Deferred Court Costs. We contract with a nationwide network of attorneys that specialize in collection matters. We generally refer charged-off accounts to our contracted attorneys when we believe the related consumer has sufficient assets to repay the indebtedness and has, to date, been unwilling to pay. In connection with our agreements with our contracted attorneys, we advance certain out-of-pocket court costs, or Deferred Court Costs. We capitalize these costs in the consolidated financial statements and provide a reserve for those costs that we believe will ultimately be uncollectible. We determine the reserve based on our analysis of court costs that have been advanced and recovered, or that we anticipate recovering. Deferred Court Costs not recovered within three years of placement are fully written off.

Derivative Instruments and Hedging Activities. We use derivative instruments to manage risks related to interest rates and foreign currency. Our interest rate swap contracts and foreign currency exchange contracts qualify for hedge accounting treatment under the authoritative guidance for derivatives and hedging.

The authoritative guidance for derivatives and hedging requires that qualifying derivative instruments be recorded on the balance sheet as either an asset or liability measured at its fair value. The effective portion of the change in fair value of the derivative is recorded in other comprehensive income. The ineffective portion of the change in fair value of the derivatives, if any, is recognized in earnings in the period of change. See Note 3 “Derivatives and Hedging Instruments” to our consolidated financial statements for further discussion of our derivative instruments.

Goodwill and Other Intangible Assets. In accordance with authoritative guidance on goodwill and other intangible assets, we perform annual impairment analyses to assess the recoverability of the goodwill at each reporting unit. Application of the goodwill impairment test requires judgment, including the identification of reporting units, assigning assets and liabilities to reporting units, assigning goodwill to reporting units, and determining the fair value of each reporting unit. Effective July 1, 2011, we adopted the amended standard for goodwill impairment testing. The amended standard allows companies to first assess qualitative factors to determine whether it is necessary to perform the two-step quantitative goodwill impairment test. The qualitative factors include economic environment, business climate, market capitalization, operating performance, competition, and other factors.

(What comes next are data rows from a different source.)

//! Test helpers module
//!
//! Shared infrastructure for integration tests: database setup and seed
//! data builders. Not every test binary uses every helper.
#![allow(dead_code)]
#![allow(unused_imports)]

pub mod database_helper;
pub mod test_data;

pub use database_helper::TestDatabase;
pub use test_data::{random_guest_name, seed_event, seed_guest, seed_table};
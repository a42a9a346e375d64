//! Database repositories module
//!
//! This module contains all repository implementations for data access

pub mod budget;
pub mod event;
pub mod gallery;
pub mod guest;
pub mod song;
pub mod table;
pub mod wishlist;

// Re-export repositories
pub use budget::BudgetRepository;
pub use event::EventRepository;
pub use gallery::GalleryRepository;
pub use guest::GuestRepository;
pub use song::SongRepository;
pub use table::TableRepository;
pub use wishlist::WishlistRepository;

If quantitative analyses are required, we apply various valuation techniques to measure the fair value of each reporting unit. Significant judgments are required to estimate the fair value of reporting units including estimating future cash flows, and determining appropriate discount rates, growth rates, and other assumptions. We will perform additional impairment testing if events occur or circumstances change between annual tests, that would more likely than not, reduce the fair value of the reporting unit below its carrying value.

Intangible assets with estimable useful lives are required to be amortized over their respective estimated useful lives and reviewed for impairment whenever events or changes in circumstances indicate that the carrying amount may not be recoverable. An impairment evaluation is based on an undiscounted cash flow analysis. We assess potential impairments to intangible assets when there is evidence that events or changes in circumstances indicate that the carrying amount of an asset or asset group may not be recovered. Our judgments regarding the existence of impairment indicators and future cash flows related to intangible assets are based on operational performance of our businesses, market conditions and other factors.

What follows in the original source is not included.